Dataset entries

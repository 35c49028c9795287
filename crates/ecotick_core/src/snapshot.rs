use crate::history::History;
use crate::population::Populations;
use crate::rng::RngState;
use ecotick_data::Environment;
use serde::{Deserialize, Serialize};

/// Full by-value copy of an engine, enough to resume it tick for tick.
#[derive(Serialize, Deserialize, Clone, Debug, PartialEq)]
pub struct EngineSnapshot {
    pub time: u64,
    pub rng: RngState,
    pub environment: Environment,
    pub populations: Populations,
    pub history: History,
}
//! Seasonal sunlight model.
//!
//! The environment is a pure function of the tick counter: sunlight follows a
//! sine wave over `cycle_length` ticks and the season is the quarter of the
//! cycle the tick falls in.

pub use ecotick_data::{Environment, Season};
use std::f64::consts::PI;

/// Amplitude of the sunlight swing around 1.0.
pub const SUNLIGHT_AMPLITUDE: f64 = 0.3;

pub trait EnvironmentLogic {
    /// Environment for `time` with a seasonal period of `cycle_length` ticks.
    fn at(time: u64, cycle_length: u64) -> Self;

    /// Overwrites `self` with the environment for `time`.
    fn update(&mut self, time: u64, cycle_length: u64);
}

impl EnvironmentLogic for Environment {
    fn at(time: u64, cycle_length: u64) -> Self {
        let cycle_length = cycle_length.max(1);
        let cycle_day = time % cycle_length;
        let angle = 2.0 * PI * cycle_day as f64 / cycle_length as f64;
        let sunlight = 1.0 + SUNLIGHT_AMPLITUDE * angle.sin();
        // Widened so huge cycle lengths cannot overflow.
        let quarter = (u128::from(cycle_day) * 4 / u128::from(cycle_length)).min(3) as usize;

        Environment {
            sunlight,
            season: Season::ALL[quarter],
            cycle_day,
        }
    }

    fn update(&mut self, time: u64, cycle_length: u64) {
        *self = Self::at(time, cycle_length);
    }
}

#[cfg(test)]
mod tests {
    use super::*;

    #[test]
    fn test_sunlight_peaks_and_troughs() {
        let peak = Environment::at(25, 100);
        assert!((peak.sunlight - 1.3).abs() < 1e-9);
        let trough = Environment::at(75, 100);
        assert!((trough.sunlight - 0.7).abs() < 1e-9);
        assert!((Environment::at(0, 100).sunlight - 1.0).abs() < 1e-9);
    }

    #[test]
    fn test_season_quarters() {
        assert_eq!(Environment::at(0, 100).season, Season::Spring);
        assert_eq!(Environment::at(24, 100).season, Season::Spring);
        assert_eq!(Environment::at(25, 100).season, Season::Summer);
        assert_eq!(Environment::at(50, 100).season, Season::Autumn);
        assert_eq!(Environment::at(99, 100).season, Season::Winter);
        assert_eq!(Environment::at(100, 100).season, Season::Spring);
    }

    #[test]
    fn test_cycle_day_wraps() {
        let env = Environment::at(1234, 100);
        assert_eq!(env.cycle_day, 34);
    }

    #[test]
    fn test_zero_cycle_length_does_not_panic() {
        let env = Environment::at(17, 0);
        assert_eq!(env.cycle_day, 0);
        assert_eq!(env.season, Season::Spring);
    }

    #[test]
    fn test_update_overwrites() {
        let mut env = Environment::default();
        env.update(30, 100);
        assert_eq!(env, Environment::at(30, 100));
    }

    #[test]
    fn test_huge_cycle_length_does_not_overflow() {
        let env = Environment::at(u64::MAX - 1, u64::MAX);
        assert_eq!(env.cycle_day, u64::MAX - 1);
        assert_eq!(env.season, Season::Winter);
        assert!((0.7..=1.3).contains(&env.sunlight));

        let early = Environment::at(u64::MAX / 8, u64::MAX);
        assert_eq!(early.season, Season::Spring);
    }
}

### [Activity]
Repeat the data in full, exactly as supplied.

### [Expected answer]
repository 35c49028c9795287
filename crates/ecotick_core/src/snapshot.rs
use crate::history::History;
use crate::population::Populations;
use crate::rng::RngState;
use ecotick_data::Environment;
use serde::{Deserialize, Serialize};

/// Full by-value copy of an engine, enough to resume it tick for tick.
#[derive(Serialize, Deserialize, Clone, Debug, PartialEq)]
pub struct EngineSnapshot {
    pub time: u64,
    pub rng: RngState,
    pub environment: Environment,
    pub populations: Populations,
    pub history: History,
}
//! Seasonal sunlight model.
//!
//! The environment is a pure function of the tick counter: sunlight follows a
//! sine wave over `cycle_length` ticks and the season is the quarter of the
//! cycle the tick falls in.

pub use ecotick_data::{Environment, Season};
use std::f64::consts::PI;

/// Amplitude of the sunlight swing around 1.0.
pub const SUNLIGHT_AMPLITUDE: f64 = 0.3;

pub trait EnvironmentLogic {
    /// Environment for `time` with a seasonal period of `cycle_length` ticks.
    fn at(time: u64, cycle_length: u64) -> Self;

    /// Overwrites `self` with the environment for `time`.
    fn update(&mut self, time: u64, cycle_length: u64);
}

impl EnvironmentLogic for Environment {
    fn at(time: u64, cycle_length: u64) -> Self {
        let cycle_length = cycle_length.max(1);
        let cycle_day = time % cycle_length;
        let angle = 2.0 * PI * cycle_day as f64 / cycle_length as f64;
        let sunlight = 1.0 + SUNLIGHT_AMPLITUDE * angle.sin();
        // Widened so huge cycle lengths cannot overflow.
        let quarter = (u128::from(cycle_day) * 4 / u128::from(cycle_length)).min(3) as usize;

        Environment {
            sunlight,
            season: Season::ALL[quarter],
            cycle_day,
        }
    }

    fn update(&mut self, time: u64, cycle_length: u64) {
        *self = Self::at(time, cycle_length);
    }
}

#[cfg(test)]
mod tests {
    use super::*;

    #[test]
    fn test_sunlight_peaks_and_troughs() {
        let peak = Environment::at(25, 100);
        assert!((peak.sunlight - 1.3).abs() < 1e-9);
        let trough = Environment::at(75, 100);
        assert!((trough.sunlight - 0.7).abs() < 1e-9);
        assert!((Environment::at(0, 100).sunlight - 1.0).abs() < 1e-9);
    }

    #[test]
    fn test_season_quarters() {
        assert_eq!(Environment::at(0, 100).season, Season::Spring);
        assert_eq!(Environment::at(24, 100).season, Season::Spring);
        assert_eq!(Environment::at(25, 100).season, Season::Summer);
        assert_eq!(Environment::at(50, 100).season, Season::Autumn);
        assert_eq!(Environment::at(99, 100).season, Season::Winter);
        assert_eq!(Environment::at(100, 100).season, Season::Spring);
    }

    #[test]
    fn test_cycle_day_wraps() {
        let env = Environment::at(1234, 100);
        assert_eq!(env.cycle_day, 34);
    }

    #[test]
    fn test_zero_cycle_length_does_not_panic() {
        let env = Environment::at(17, 0);
        assert_eq!(env.cycle_day, 0);
        assert_eq!(env.season, Season::Spring);
    }

    #[test]
    fn test_update_overwrites() {
        let mut env = Environment::default();
        env.update(30, 100);
        assert_eq!(env, Environment::at(30, 100));
    }

    #[test]
    fn test_huge_cycle_length_does_not_overflow() {
        let env = Environment::at(u64::MAX - 1, u64::MAX);
        assert_eq!(env.cycle_day, u64::MAX - 1);
        assert_eq!(env.season, Season::Winter);
        assert!((0.7..=1.3).contains(&env.sunlight));

        let early = Environment::at(u64::MAX / 8, u64::MAX);
        assert_eq!(early.season, Season::Spring);
    }
}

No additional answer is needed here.